The consultation notes:
‘Reforming the regulatory regime based around (the Consumer Credit Act 1974 (CCA) will modernise and simplify consumer credit and consumer hire regulation, facilitating innovation in products and the arrival of new entrants into the market. Providing a wide range of credit products which are appropriate for a broad consumer market is an important part of growing the economy’.
HM Treasury intends to develop more detailed policy proposals in due course, which will be put to stakeholders through a second stage consultation.
Implementation of the final approach will likely require primary legislation to be brought forward when parliamentary time allows. The FCA will consult on their approach to any new rules in due course.
Comments can be made on the consultation paper until 17 March 2023.

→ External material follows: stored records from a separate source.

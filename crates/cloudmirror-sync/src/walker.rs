//! Tree walker - pairs source folders with destination folders
//!
//! The walk is depth-first over an explicit stack of folder pairs, run on a
//! single control task. For every pair it:
//!
//! 1. Prepares destination lookups (a snapshot, unless per-item lookups are configured)
//! 2. Lists the source folder
//! 3. Reuses or creates a destination folder for every source subfolder
//! 4. Resolves a free name for every source file and submits its transfer
//!
//! A destination folder is always created before anything targets it as a
//! parent, because children are only pushed once their folder id is known.
//! Failures are contained: a failed listing skips that folder's subtree and
//! a failed folder creation skips that child.

use anyhow::Result;
use serde::Serialize;
use tracing::{debug, error, info, warn};

use cloudmirror_core::config::LookupStrategy;
use cloudmirror_core::domain::{EntryKind, FolderError, ListError, RemoteEntry};
use cloudmirror_core::ports::{DestinationStore, SourceLister};

use crate::resolver::{ConflictResolver, Occupancy};
use crate::scheduler::{PendingTransfers, TransferScheduler, TransferTask};
use crate::snapshot::DestinationIndex;

/// Counters collected during one walk
#[derive(Debug, Clone, Copy, Default, PartialEq, Eq, Serialize)]
pub struct WalkStats {
    pub folders_visited: u64,
    pub folders_created: u64,
    pub folders_reused: u64,
    /// Folders whose subtree was skipped after a listing or creation failure
    pub branches_skipped: u64,
    pub files_dispatched: u64,
    pub files_renamed: u64,
    /// Files skipped because their destination name could not be checked
    pub files_skipped: u64,
}

/// Result of a walk: transfers not yet settled plus counters
#[derive(Debug, Default)]
pub struct WalkOutcome {
    pub transfers: PendingTransfers,
    pub stats: WalkStats,
}

/// A source folder and the destination folder mirroring it
#[derive(Debug, Clone)]
struct FolderPair {
    source_id: String,
    destination_id: String,
    /// Slash-separated source path; empty for the root
    path: String,
}

pub(crate) struct TreeWalker<'a> {
    pub source: &'a dyn SourceLister,
    pub store: &'a dyn DestinationStore,
    pub scheduler: &'a TransferScheduler,
    pub resolver: &'a ConflictResolver,
    pub lookup: LookupStrategy,
}

impl TreeWalker<'_> {
    /// Mirrors the tree under `source_root` into `destination_root`
    pub async fn walk(&self, source_root: &str, destination_root: &str) -> WalkOutcome {
        let mut outcome = WalkOutcome::default();
        let mut stack = vec![FolderPair {
            source_id: source_root.to_string(),
            destination_id: destination_root.to_string(),
            path: String::new(),
        }];

        while let Some(pair) = stack.pop() {
            outcome.stats.folders_visited += 1;
            match self.visit(&pair, &mut outcome).await {
                Ok(subfolders) => {
                    // Reversed so subfolders are descended in listing order.
                    stack.extend(subfolders.into_iter().rev());
                }
                Err(e) => {
                    outcome.stats.branches_skipped += 1;
                    let path = display_path(e.path()).to_string();
                    let error = anyhow::Error::new(e);
                    error!(path = %path, error = %format!("{error:#}"), "Skipping folder subtree");
                }
            }
        }

        outcome
    }

    /// Processes the children of one folder pair and returns the subfolder
    /// pairs still to be visited
    async fn visit(
        &self,
        pair: &FolderPair,
        outcome: &mut WalkOutcome,
    ) -> Result<Vec<FolderPair>, ListError> {
        let mut index = DestinationIndex::open(self.lookup, self.store, &pair.destination_id)
            .await
            .map_err(|source| ListError::DestinationSnapshot {
                folder_id: pair.destination_id.clone(),
                path: pair.path.clone(),
                source,
            })?;

        let children = self
            .source
            .list_children(&pair.source_id)
            .await
            .map_err(|source| ListError::SourceListing {
                folder_id: pair.source_id.clone(),
                path: pair.path.clone(),
                source,
            })?;

        debug!(
            path = %display_path(&pair.path),
            children = children.len(),
            "Listed source folder"
        );

        let mut subfolders = Vec::new();
        for child in children {
            let child_path = join_path(&pair.path, &child.name);
            match child.kind {
                EntryKind::Folder => {
                    match self
                        .ensure_folder(&mut index, pair, &child, &child_path, &mut outcome.stats)
                        .await
                    {
                        Ok(destination_id) => subfolders.push(FolderPair {
                            source_id: child.id,
                            destination_id,
                            path: child_path,
                        }),
                        Err(e) => {
                            outcome.stats.branches_skipped += 1;
                            error!(
                                path = %e.path,
                                name = %e.name,
                                parent_id = %e.parent_id,
                                error = %format!("{:#}", e.source),
                                "Failed to prepare destination folder; skipping"
                            );
                        }
                    }
                }
                EntryKind::File => {
                    self.dispatch_file(&mut index, pair, child, child_path, outcome)
                        .await;
                }
            }
        }

        Ok(subfolders)
    }

    /// Returns the id of the destination folder mirroring `child`, creating it
    /// when no folder of that name exists yet
    async fn ensure_folder(
        &self,
        index: &mut DestinationIndex,
        pair: &FolderPair,
        child: &RemoteEntry,
        child_path: &str,
        stats: &mut WalkStats,
    ) -> Result<String, FolderError> {
        let folder_error = |source: anyhow::Error| FolderError {
            name: child.name.clone(),
            parent_id: pair.destination_id.clone(),
            path: child_path.to_string(),
            source,
        };

        let existing = index
            .lookup(self.store, &child.name)
            .await
            .map_err(folder_error)?;

        match existing {
            Some(entry) if entry.kind == EntryKind::Folder => {
                stats.folders_reused += 1;
                debug!(path = %child_path, folder_id = %entry.id, "Reusing destination folder");
                Ok(entry.id)
            }
            existing => {
                if existing.is_some() {
                    warn!(
                        path = %child_path,
                        "A file with this name exists in the destination; creating folder next to it"
                    );
                }
                let id = self
                    .store
                    .create_folder(&child.name, &pair.destination_id)
                    .await
                    .map_err(folder_error)?;
                index.record_folder(&child.name, &id);
                stats.folders_created += 1;
                info!(path = %child_path, folder_id = %id, "Created destination folder");
                Ok(id)
            }
        }
    }

    async fn dispatch_file(
        &self,
        index: &mut DestinationIndex,
        pair: &FolderPair,
        child: RemoteEntry,
        child_path: String,
        outcome: &mut WalkOutcome,
    ) {
        let target_name = match self.resolve_name(index, &child.name, &child_path).await {
            Ok(name) => name,
            Err(e) => {
                outcome.stats.files_skipped += 1;
                error!(
                    path = %child_path,
                    error = %format!("{e:#}"),
                    "Failed to check destination name; skipping file"
                );
                return;
            }
        };
        if target_name != child.name {
            outcome.stats.files_renamed += 1;
        }

        index.reserve_file(&target_name);
        let task = TransferTask {
            source_id: child.id,
            source_path: child_path,
            parent_id: pair.destination_id.clone(),
            target_name,
            size: child.size,
            content_type: child.content_type,
        };
        outcome.transfers.push(self.scheduler.submit(task).await);
        outcome.stats.files_dispatched += 1;
    }

    /// Picks the name a file is created under in the destination
    async fn resolve_name(
        &self,
        index: &DestinationIndex,
        name: &str,
        path: &str,
    ) -> Result<String> {
        let existing = index.lookup(self.store, name).await?;
        let occupancy = Occupancy::of(existing.map(|entry| entry.kind));
        if occupancy.is_free() {
            return Ok(name.to_string());
        }

        for (attempt, candidate) in self.resolver.candidates(name).enumerate() {
            if index.lookup(self.store, &candidate).await?.is_none() {
                info!(
                    path,
                    original = name,
                    renamed = %candidate,
                    occupied_by = %occupancy,
                    "Name taken in destination; uploading under a new name"
                );
                return Ok(candidate);
            }
            warn!(
                path,
                candidate = %candidate,
                attempt = attempt + 1,
                "Renamed candidate is taken as well; adding a counter"
            );
        }

        anyhow::bail!("no free name found for '{name}'")
    }
}

fn join_path(prefix: &str, name: &str) -> String {
    if prefix.is_empty() {
        name.to_string()
    } else {
        format!("{prefix}/{name}")
    }
}

fn display_path(path: &str) -> &str {
    if path.is_empty() {
        "/"
    } else {
        path
    }
}
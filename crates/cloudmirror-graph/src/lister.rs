//! OneDrive implementation of the source lister port

use anyhow::{Context, Result};

use cloudmirror_core::domain::{ListPage, RemoteEntry};
use cloudmirror_core::ports::{ByteStream, Credential, SourceLister};

use crate::client::GraphClient;
use crate::{children, content};

/// Reads the source tree from OneDrive
#[derive(Debug, Clone)]
pub struct GraphSourceLister {
    client: GraphClient,
}

impl GraphSourceLister {
    pub fn new(client: GraphClient) -> Self {
        Self { client }
    }

    /// Lister authenticated with `credential` against `base_url`
    pub fn from_credential(credential: &Credential, base_url: impl Into<String>) -> Self {
        Self::new(GraphClient::from_credential(credential, base_url))
    }

    pub fn client(&self) -> &GraphClient {
        &self.client
    }
}

#[async_trait::async_trait]
impl SourceLister for GraphSourceLister {
    async fn list_children_page(
        &self,
        folder_id: &str,
        cursor: Option<&str>,
    ) -> Result<ListPage<RemoteEntry>> {
        children::list_children_page(&self.client, folder_id, cursor)
            .await
            .with_context(|| format!("Failed to list OneDrive folder {folder_id}"))
    }

    async fn open_content(&self, file_id: &str) -> Result<ByteStream> {
        content::open_content(&self.client, file_id)
            .await
            .with_context(|| format!("Failed to open OneDrive item {file_id}"))
    }
}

Pensions Dashboard Programme (PDP) Publishes Consultation Paper on Design Standards
The Consultation Paper sets out a draft of the mandatory design standards that will apply to the data presented on pensions dashboards. This Consultation paper follows on from the PDP’s call for input in July and August 2022.
The consultation is seeking feedback from the pensions industry on a number of points, including whether the standards facilitate content which is engaging, inclusive and accessible and whether the standards strike the right balance between consumer protection and allowing dashboard providers to tailor the content to their target audiences. The data, overall, must provide adequate consumer protection as well as an accessible and consistent user experience.
Dashboards that have been developed by an organisation and approved by the FCA, known as qualifying pensions dashboard services (QPDS), will need to follow the design standards. Pension providers and schemes will begin compulsory connection to the dashboard ‘ecosystem’ from April 2023 and should find the consultation of interest as it explains how the pension information they provide is intended to be presented on the dashboards.
The consultation is being run alongside the FCA’s consultation on the proposed regulatory framework to be applied to dashboard operators. The consultation closes on 16 February 2023, and the PDP aims to issue finalised design standards by summer 2023.